- Cover art
- Developer: MediaKite
- Publisher: Nintendo
- Platform: Nintendo DS
- Release: JP: May 24, 2007;
- Genre: Role-playing video game
- Mode: Single-player

= Kurikin Nano Island Story =

2007 video game

Kurikin Nano Island Story (くりきん ナノアイランドストーリー) is a role-playing video game developed by MediaKite and published by Nintendo for the Nintendo DS. It was released only in Japan on May 24, 2007.

== Gameplay ==
You play as a student (either male or female) at Nano Academy, a school located on Nano Island. This island is home to an abundance of around 100 species of bacteria. There are three types of bacteria: Solid (ソリッド), Edge (エッジ), and Veil (ヴェール). To collect them, you must use the stylus to absorb a small amount of living matter in certain areas around Nano Island, like plants, dirt, water and even man-made objects. When one kind is found, the bacteria can be raised and then used in battle. Sometimes when two different species of bacteria touch each other during battles, they create a new species. The game includes a story mode for single players. Each of the 24 chapters starts off by giving you a mission. With your goal all set, you head off on a search of the island to speak to people and gather information. As you advance through the missions, you'll end up getting in battle with rival bacteria.

===Battle system===
Unlike Pokémon and other monster battle RPGs, the battles in this game are group based. Rather than controlling a single bacteria, you control a group of the pixel-sized creatures in a face-off against a group of equally tiny foes. During a battle, the touch screen shows an overhead view of the entire battlefield, which takes on different shapes depending on the battle at hand. To control your bacteria group, you draw circles around the section that you want to move. Follow this with a straight line, and the bacteria move off in the intended direction. You also can blow into the microphone to scatter groups of bacteria that you've circled in order for them to have enough space to reproduce themselves.

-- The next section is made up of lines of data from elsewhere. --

//! plauderkasten-server – Bibliotheks-Root
//!
//! Deklariert die Server-Module und verdrahtet die Subsysteme:
//! Relay-Kern (TCP) und Query-API (HTTP).

pub mod config;

use anyhow::{Context, Result};
use config::ServerConfig;
use plauderkasten_api::{ApiServer, ApiState};
use plauderkasten_signaling::{RelayKonfig, RelayServer, RelayZustand};

/// Haelt den laufenden Server-Zustand zusammen
pub struct Server {
    pub config: ServerConfig,
}

impl Server {
    /// Erstellt einen neuen Server aus der gegebenen Konfiguration
    pub fn neu(config: ServerConfig) -> Self {
        Self { config }
    }

    /// Startet alle Server-Subsysteme und laeuft bis zum Shutdown-Signal
    ///
    /// Reihenfolge:
    /// 1. Relay-Zustand aufbauen (Register, Log, Broadcaster, Vermittlung)
    /// 2. TCP-Listener binden und starten (Ereignis-Protokoll)
    /// 3. Query-API starten (HTTP)
    /// 4. Auf Ctrl-C / SIGTERM warten
    pub async fn starten(self) -> Result<()> {
        tracing::info!(
            server_name = %self.config.server.name,
            tcp = %self.config.tcp_bind_adresse(),
            api = %self.config.api_bind_adresse(),
            "Server startet"
        );

        let relay_konfig = RelayKonfig {
            server_name: self.config.server.name.clone(),
            max_clients: self.config.server.max_clients,
            keepalive_sek: self.config.relay.keepalive_sek,
            verbindungs_timeout_sek: self.config.relay.verbindungs_timeout_sek,
            standard_farbe: self.config.relay.standard_farbe.clone(),
        };
        let zustand = RelayZustand::neu(relay_konfig);

        let (shutdown_tx, shutdown_rx) = tokio::sync::watch::channel(false);

        // TCP-Relay binden und starten
        let tcp_addr = self
            .config
            .tcp_bind_adresse()
            .parse()
            .context("Ungueltige TCP-Bind-Adresse")?;
        let relay = RelayServer::binden(std::sync::Arc::clone(&zustand), tcp_addr)
            .await
            .context("TCP-Listener konnte nicht gebunden werden")?;
        let relay_task = tokio::spawn(relay.starten(shutdown_rx.clone()));

        // Query-API starten
        let api_addr = self
            .config
            .api_bind_adresse()
            .parse()
            .context("Ungueltige API-Bind-Adresse")?;
        let api_state = ApiState::neu(
            zustand.register.clone(),
            zustand.nachrichten.clone(),
            zustand.start_zeit,
        );
        let api_task = tokio::spawn(ApiServer::neu(api_addr).starten(api_state));

        tracing::info!("Server laeuft. Warte auf Shutdown-Signal (Ctrl-C)...");
        tokio::signal::ctrl_c()
            .await
            .context("Warten auf Ctrl-C fehlgeschlagen")?;
        tracing::info!("Shutdown-Signal empfangen, Server wird beendet");

        // Relay geordnet stoppen; die API hat keinen eigenen Zustand
        let _ = shutdown_tx.send(true);
        let _ = relay_task.await;
        api_task.abort();

        Ok(())
    }
}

Depending on the type of battle, the goal in battle is to either destroy all of your opponent's bacteria or to have more bacteria than your opponent at the end of the time limit. Killing off all your rivals won't be as easy as it sounds, as the bacteria replicate over time. All the gameplay during battle appears to take place on the bottom screen. Meanwhile, the top screen shows a close-up view of the action, allowing you to get a closer look at the game's creature design. You're free to move a viewing window around the touch screen to get a full view of the action from the top screen.